> **Your goal**:
Find the line that contains "by the planner.". Then set down that line and all the lines after it, to the end of the records, exactly and with nothing added.

(Items from a data source)
──────────────────────────────
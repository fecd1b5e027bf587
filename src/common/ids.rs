// Licensed to the Apache Software Foundation (ASF) under one
// or more contributor license agreements.  See the NOTICE file
// distributed with this work for additional information
// regarding copyright ownership.  The ASF licenses this file
// to you under the Apache License, Version 2.0 (the
// "License"); you may not use this file except in compliance
// with the License.  You may obtain a copy of the License at
//
//   http://www.apache.org/licenses/LICENSE-2.0
//
// Unless required by applicable law or agreed to in writing,
// software distributed under the License is distributed on an
// "AS IS" BASIS, WITHOUT WARRANTIES OR CONDITIONS OF ANY
// KIND, either express or implied.  See the License for the
// specific language governing permissions and limitations
// under the License.
use std::fmt;
use std::str::FromStr;

/// Column slot id as assigned by the planner.
///
/// Chunks address their columns by slot id; probe-side and build-side slots of one
/// join are disjoint, so a paired probe/build row can be evaluated as one chunk.
#[derive(Copy, Clone, Debug, Eq, PartialEq, Hash, Ord, PartialOrd)]
pub struct SlotId(pub u32);

impl SlotId {
    pub const fn new(value: u32) -> Self {
        Self(value)
    }

    pub const fn as_u32(self) -> u32 {
        self.0
    }
}

impl fmt::Display for SlotId {
    fn fmt(&self, f: &mut fmt::Formatter<'_>) -> fmt::Result {
        write!(f, "{}", self.0)
    }
}

impl FromStr for SlotId {
    type Err = String;

    fn from_str(s: &str) -> Result<Self, Self::Err> {
        let v = s
            .parse::<u32>()
            .map_err(|e| format!("invalid slot id string '{}': {}", s, e))?;
        Ok(Self(v))
    }
}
──────────────────────────────
> **Completed exercise**:
/// Column slot id as assigned by the planner.
///
/// Chunks address their columns by slot id; probe-side and build-side slots of one
/// join are disjoint, so a paired probe/build row can be evaluated as one chunk.
#[derive(Copy, Clone, Debug, Eq, PartialEq, Hash, Ord, PartialOrd)]
pub struct SlotId(pub u32);

impl SlotId {
    pub const fn new(value: u32) -> Self {
        Self(value)
    }

    pub const fn as_u32(self) -> u32 {
        self.0
    }
}

impl fmt::Display for SlotId {
    fn fmt(&self, f: &mut fmt::Formatter<'_>) -> fmt::Result {
        write!(f, "{}", self.0)
    }
}

impl FromStr for SlotId {
    type Err = String;

    fn from_str(s: &str) -> Result<Self, Self::Err> {
        let v = s
            .parse::<u32>()
            .map_err(|e| format!("invalid slot id string '{}': {}", s, e))?;
        Ok(Self(v))
    }
}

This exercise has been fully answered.